It’s that time of year, when Business Link Magazine invites the region’s business leaders to provide up their predictions for the year ahead.
It has become something of a tradition, given that we’ve been carrying this out now for over 30 years.
Here we talk to Matt Hayes, Managing Director at Champions (UK) plc.
During 2021, we’ve witnessed the poignant closure of high-street giants Arcadia and Debenhams, while online titans Boohoo and Asos make significant investments to increase their market share, acquiring Topshop, Burtons, Wallis, Dorothy Perkins and Debenham’s website assets.
The demise of these legacy brands can be correlated for their trading focus on their brick-and-mortar roots, based on traditional advertising. They did not adapt to an increasingly digitalised shopping environment, which caused these to lose connection with their customers showcased by their falling sales.
Nowadays, consumer expectations are evolving day-to-day and types must ensure that they keep up with these changing needs. Clients are increasingly empowered in their buying decisions, deciding the things they consume, how they consume it so when they do so – any time night or day.
It is not just the consumption journey that is changing. The channels by which we try and reach our prospective customers are also changing too, with traditional print and broadcast advertisement reducing in impact and importance. Within an era where clients and customers need to be engaged, personal preference must be monitored and bespoke marketing techniques used to reach them via a personalised multichannel approach.
In the B2C sector, considering convenience and customer experience are all paramount to creating a successful business. From fast and simple shopping via short one-two click shopping functionality and also the offering of easy-to-use apps or simple product returns policies, brands must offer simplicity within the user-experience in their customers purchase journey.

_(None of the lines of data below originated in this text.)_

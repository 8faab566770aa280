use std::collections::HashSet;
use std::fs::File;
use std::io::{self, BufRead, BufReader};
use std::path::{Path, PathBuf};
use std::sync::Arc;

use tokio::task::JoinError;
use tokio_util::sync::CancellationToken;

use logmerge_types::LogRecord;

use crate::config::PatternSet;
use crate::error::{LogError, Result};
use crate::matcher::ComponentMatcher;
use crate::parser::LineParser;

/// Counters gathered while collecting
#[derive(Clone, Debug, Default, PartialEq, Eq)]
pub struct CollectStats {
    /// Regular files found under admitted controllers
    pub files_scanned: usize,
    /// Files claimed by a component
    pub files_matched: usize,
    pub lines_read: usize,
    /// Lines that did not match the line format or had a bad timestamp
    pub lines_dropped: usize,
}

impl CollectStats {
    fn absorb(&mut self, other: &CollectStats) {
        self.files_scanned += other.files_scanned;
        self.files_matched += other.files_matched;
        self.lines_read += other.lines_read;
        self.lines_dropped += other.lines_dropped;
    }
}

/// Records gathered from a log tree, in discovery order (not yet merged)
#[derive(Clone, Debug, Default)]
pub struct Collection {
    pub records: Vec<LogRecord>,
    pub stats: CollectStats,
}

/// A log file and the component that claimed it
#[derive(Clone, Debug, PartialEq, Eq)]
pub struct SourceFile {
    pub store: String,
    pub controller: String,
    pub component: String,
    pub path: PathBuf,
}

/// Walks `root/<store>/<controller>/**` and parses every claimed file.
///
/// Directory entries are visited in name order so that repeated runs, and
/// sequential versus concurrent runs, yield records in the same order.
#[derive(Clone)]
pub struct RecordCollector {
    patterns: Arc<PatternSet>,
    matcher: ComponentMatcher,
    controllers: Option<HashSet<String>>,
    parser: LineParser,
    cancel: CancellationToken,
}

impl RecordCollector {
    pub fn new(patterns: Arc<PatternSet>) -> Self {
        Self {
            patterns,
            matcher: ComponentMatcher::any(),
            controllers: None,
            parser: LineParser::default(),
            cancel: CancellationToken::new(),
        }
    }

    /// Restrict which components may claim files
    pub fn with_matcher(mut self, matcher: ComponentMatcher) -> Self {
        self.matcher = matcher;
        self
    }

    /// Restrict controllers by exact (case-sensitive) name; empty admits all
    pub fn with_controllers<I, S>(mut self, controllers: Option<I>) -> Self
    where
        I: IntoIterator<Item = S>,
        S: Into<String>,
    {
        self.controllers = controllers
            .map(|names| names.into_iter().map(Into::into).collect::<HashSet<_>>())
            .filter(|names| !names.is_empty());
        self
    }

    pub fn with_parser(mut self, parser: LineParser) -> Self {
        self.parser = parser;
        self
    }

    /// Checked before each file is read
    pub fn with_cancellation(mut self, cancel: CancellationToken) -> Self {
        self.cancel = cancel;
        self
    }

    fn admits_controller(&self, controller: &str) -> bool {
        self.controllers
            .as_ref()
            .is_none_or(|allowed| allowed.contains(controller))
    }

    /// Find every file under `root` that some admitted component claims
    pub fn discover(&self, root: &Path) -> Result<(Vec<SourceFile>, CollectStats)> {
        let stores = sorted_entries(root).map_err(|source| LogError::RootUnreadable {
            path: root.to_path_buf(),
            source,
        })?;

        let mut sources = Vec::new();
        let mut stats = CollectStats::default();

        for store_dir in stores.into_iter().filter(|p| p.is_dir()) {
            let store = entry_name(&store_dir);
            let controllers = match sorted_entries(&store_dir) {
                Ok(entries) => entries,
                Err(e) => {
                    tracing::warn!(path = %store_dir.display(), error = %e, "skipping unreadable store");
                    continue;
                }
            };

            for controller_dir in controllers.into_iter().filter(|p| p.is_dir()) {
                if self.cancel.is_cancelled() {
                    return Err(LogError::Cancelled);
                }
                let controller = entry_name(&controller_dir);
                if !self.admits_controller(&controller) {
                    tracing::debug!(%store, %controller, "controller filtered out");
                    continue;
                }

                let mut files = Vec::new();
                walk_files(&controller_dir, &mut files, &self.cancel);
                if self.cancel.is_cancelled() {
                    return Err(LogError::Cancelled);
                }

                for path in files {
                    stats.files_scanned += 1;
                    let file_name = entry_name(&path);
                    match self.matcher.find(&file_name, &self.patterns) {
                        Some(component) => {
                            stats.files_matched += 1;
                            sources.push(SourceFile {
                                store: store.clone(),
                                controller: controller.clone(),
                                component: component.name.clone(),
                                path,
                            });
                        }
                        None => tracing::trace!(path = %path.display(), "no component claims file"),
                    }
                }
            }
        }

        Ok((sources, stats))
    }

    /// Parse one claimed file. Unreadable files and bad lines are dropped.
    pub fn read_source(&self, source: &SourceFile) -> (Vec<LogRecord>, CollectStats) {
        let mut records = Vec::new();
        let mut stats = CollectStats::default();

        let Some(component) = self.patterns.get(&source.component) else {
            tracing::warn!(component = %source.component, "unknown component, skipping file");
            return (records, stats);
        };

        let file = match File::open(&source.path) {
            Ok(file) => file,
            Err(source_err) => {
                let err = LogError::Io {
                    path: source.path.clone(),
                    source: source_err,
                };
                tracing::warn!(error = %err, "skipping file");
                return (records, stats);
            }
        };

        let mut reader = BufReader::new(file);
        let mut buf = Vec::new();
        loop {
            buf.clear();
            match read_line_any(&mut reader, &mut buf) {
                Ok(0) => break,
                Ok(_) => {}
                Err(e) => {
                    tracing::warn!(path = %source.path.display(), error = %e, "read failed, keeping lines read so far");
                    break;
                }
            }
            stats.lines_read += 1;

            let decoded = String::from_utf8_lossy(&buf);
            let line = decoded.trim_end();

            match self.parser.parse(line, component) {
                Ok(Some(parsed)) => records.push(LogRecord {
                    timestamp: parsed.timestamp,
                    store: source.store.clone(),
                    controller: source.controller.clone(),
                    component: component.name.clone(),
                    message: parsed.message(component.display_fields()),
                    raw: line.to_string(),
                }),
                Ok(None) => stats.lines_dropped += 1,
                Err(e) => {
                    tracing::trace!(path = %source.path.display(), error = %e, "dropping line");
                    stats.lines_dropped += 1;
                }
            }
        }

        tracing::debug!(
            path = %source.path.display(),
            component = %component.name,
            records = records.len(),
            dropped = stats.lines_dropped,
            "read log file"
        );
        (records, stats)
    }

    /// Collect every record under `root`, one file at a time
    pub fn collect(&self, root: &Path) -> Result<Collection> {
        let (sources, mut stats) = self.discover(root)?;
        let mut records = Vec::new();

        for source in &sources {
            if self.cancel.is_cancelled() {
                return Err(LogError::Cancelled);
            }
            let (file_records, file_stats) = self.read_source(source);
            records.extend(file_records);
            stats.absorb(&file_stats);
        }

        Ok(Collection { records, stats })
    }

    /// Like [`collect`](Self::collect) but reads files on the blocking pool.
    ///
    /// Per-file results are joined in discovery order, so the output equals
    /// the sequential one.
    pub async fn collect_concurrent(&self, root: &Path) -> Result<Collection> {
        let discovery = {
            let this = self.clone();
            let root = root.to_path_buf();
            tokio::task::spawn_blocking(move || this.discover(&root))
        };
        let (sources, mut stats) = discovery.await.map_err(join_failure)??;

        let tasks = sources.into_iter().map(|source| {
            let this = self.clone();
            tokio::task::spawn_blocking(move || {
                if this.cancel.is_cancelled() {
                    return Err(LogError::Cancelled);
                }
                Ok(this.read_source(&source))
            })
        });

        let results = futures::future::try_join_all(tasks)
            .await
            .map_err(join_failure)?;

        let mut records = Vec::new();
        for result in results {
            let (file_records, file_stats) = result?;
            records.extend(file_records);
            stats.absorb(&file_stats);
        }

        Ok(Collection { records, stats })
    }
}

/// Re-raise panics from blocking tasks; anything else means the runtime is shutting down
fn join_failure(err: JoinError) -> LogError {
    if err.is_panic() {
        std::panic::resume_unwind(err.into_panic());
    }
    LogError::Cancelled
}

fn entry_name(path: &Path) -> String {
    path.file_name()
        .map(|name| name.to_string_lossy().into_owned())
        .unwrap_or_default()
}

fn sorted_entries(dir: &Path) -> std::io::Result<Vec<PathBuf>> {
    let mut entries: Vec<PathBuf> = std::fs::read_dir(dir)?
        .filter_map(|entry| entry.ok())
        .map(|entry| entry.path())
        .collect();
    entries.sort();
    Ok(entries)
}

/// Read one line ended by `\n`, `\r\n` or a lone `\r` into `buf`, without
/// the terminator. Returns the bytes consumed, 0 at end of input.
fn read_line_any<R: BufRead>(reader: &mut R, buf: &mut Vec<u8>) -> io::Result<usize> {
    let mut consumed = 0;
    loop {
        let available = match reader.fill_buf() {
            Ok(available) => available,
            Err(e) if e.kind() == io::ErrorKind::Interrupted => continue,
            Err(e) => return Err(e),
        };
        if available.is_empty() {
            return Ok(consumed);
        }

        let Some(end) = available.iter().position(|&b| b == b'\n' || b == b'\r') else {
            let len = available.len();
            buf.extend_from_slice(available);
            reader.consume(len);
            consumed += len;
            continue;
        };

        let lone_cr = available[end] == b'\r';
        buf.extend_from_slice(&available[..end]);
        reader.consume(end + 1);
        consumed += end + 1;

        // The `\n` of a `\r\n` pair may sit in the next chunk
        if lone_cr && next_byte(reader)? == Some(b'\n') {
            reader.consume(1);
            consumed += 1;
        }
        return Ok(consumed);
    }
}

fn next_byte<R: BufRead>(reader: &mut R) -> io::Result<Option<u8>> {
    loop {
        match reader.fill_buf() {
            Ok(available) => return Ok(available.first().copied()),
            Err(e) if e.kind() == io::ErrorKind::Interrupted => continue,
            Err(e) => return Err(e),
        }
    }
}

/// Recursively gather regular files. Symlinked directories are not followed.
fn walk_files(dir: &Path, out: &mut Vec<PathBuf>, cancel: &CancellationToken) {
    if cancel.is_cancelled() {
        return;
    }
    let entries = match sorted_entries(dir) {
        Ok(entries) => entries,
        Err(e) => {
            tracing::warn!(path = %dir.display(), error = %e, "skipping unreadable directory");
            return;
        }
    };

    for path in entries {
        let is_real_dir = std::fs::symlink_metadata(&path)
            .map(|meta| meta.is_dir())
            .unwrap_or(false);
        if is_real_dir {
            walk_files(&path, out, cancel);
        } else if path.is_file() {
            out.push(path);
        }
    }
}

As lockdown has impacted our lives, consumers are looking for more than just products. So what can brands offer them as a point of difference? Brands should also consider their values within their messaging as increasingly a business’s approach, ethics and ethos are all part of their customers considerations. For instance, you might place focus on your environmental approach to sustainability or report on your carbon footprint.
In a B2B sector, the concept is much the same, stakeholders must sharpen on their values and actively communicate the best messages on the right platforms, tailoring their engagement methods so that potential leads are connecting together with your business on every channel.
Due to the impacts of Covid-19, the speed of digitisation has progressed more than 9 years in 9 months. I predict that this tide of digital engagement is a that business will need to embrace instead of take the approach of King Canute and then try to resist. Businesses, whether B2B or B2C, need to refocus their attentions and invest now in ensuring they have a fully digitalised customer journey that partcipates in a personal way, across all the channels their customers choice to use.
Now that there's light at the end of the Covid-19 tunnel with the vaccine roll outs coming into effect, this is the time for businesses to invest, working with experts to review and update their digital footprint, messages and channels. Customers have to have a full 360 service approach, covering all areas from communications, digital and web design, right through to video, creative and talent partnerships. Businesses will either evolve and embrace the opportunities available to them across this digitised landscape or perish.